Data supplied START
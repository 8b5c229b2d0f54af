//! Session orchestrator
//!
//! The root component. Owns the signaling channels, the peer connection,
//! the media adapters and the HID writer, and sequences every transition of
//! the five-state session machine:
//!
//! ```text
//! Idle -> Control -> Peered -> Streaming -> Teardown
//! ```
//!
//! Requests from either signaling channel funnel through per-channel queues
//! so replies leave in request order, on the channel that delivered the
//! request. At most one peer connection and one response WebSocket exist at
//! any instant; the video adapter runs exactly while a peer exists.

use std::path::PathBuf;
use std::sync::atomic::{AtomicBool, Ordering};
use std::sync::{Arc, Weak};

use bytes::Bytes;
use tokio::sync::{mpsc, RwLock};
use tracing::{debug, info, warn};
use webrtc::data_channel::data_channel_message::DataChannelMessage;
use webrtc::data_channel::RTCDataChannel;
use webrtc::ice_transport::ice_candidate::RTCIceCandidateInit;
use webrtc::peer_connection::sdp::session_description::RTCSessionDescription;

use crate::api::{ServeApi, TokenSet};
use crate::config::{ConfigFile, DeviceConfig};
use crate::error::{AppError, Result};
use crate::hid::HidWriter;
use crate::media::{
    GstAdapter, GstSettings, MediaSource, MonitorAdapter, MonitorSettings, VideoAdapter,
    VideoSettings,
};
use crate::signaling::websocket::OnWsMessage;
use crate::signaling::{DeviceMessage, IceServer, MessageBody, MqttClient, WsClient};
use crate::speech::{SpeechAdapter, SpeechSettings};
use crate::webrtc::{PeerHooks, PeerSession};
use crate::wol;

const REQUEST_QUEUE_CAPACITY: usize = 32;
const FRAME_QUEUE_CAPACITY: usize = 64;
const ICE_QUEUE_CAPACITY: usize = 32;

/// The session machine states.
#[derive(Debug, Clone, Copy, PartialEq, Eq)]
pub enum SessionState {
    /// Configuration and tokens loaded, no outbound connections
    Idle,
    /// At least one signaling channel is up
    Control,
    /// A peer connection exists, ICE exchange in progress
    Peered,
    /// The first video sample went out on a connected peer
    Streaming,
    /// Shutting down
    Teardown,
}

impl std::fmt::Display for SessionState {
    fn fmt(&self, f: &mut std::fmt::Formatter<'_>) -> std::fmt::Result {
        let name = match self {
            SessionState::Idle => "idle",
            SessionState::Control => "control",
            SessionState::Peered => "peered",
            SessionState::Streaming => "streaming",
            SessionState::Teardown => "teardown",
        };
        write!(f, "{name}")
    }
}

/// Which signaling channel delivered a request.
#[derive(Debug, Clone, Copy, PartialEq, Eq)]
enum Channel {
    Mqtt,
    ResponseWs,
}

/// Resolved configuration for one session.
#[derive(Debug, Clone)]
pub struct SessionSettings {
    /// Device serial
    pub id: String,
    pub mqtt_url: Option<String>,
    /// Backend base URL, also the WebSocket origin
    pub api_url: Option<String>,
    /// OAuth client id
    pub client_id: String,
    pub config_path: PathBuf,
    pub media_source: MediaSource,
    pub video: VideoSettings,
    pub gst: GstSettings,
    pub monitor: MonitorSettings,
    pub hid_path: String,
    pub hid_udc_path: String,
    /// Speech capture runs only when configured
    pub speech: Option<SpeechSettings>,
}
Data supplied END
[What to work on]
Return only those lines of the records that contain the string "Peered".

[Response to this exercise]
//! Idle -> Control -> Peered -> Streaming -> Teardown
    Peered,
            SessionState::Peered => "peered",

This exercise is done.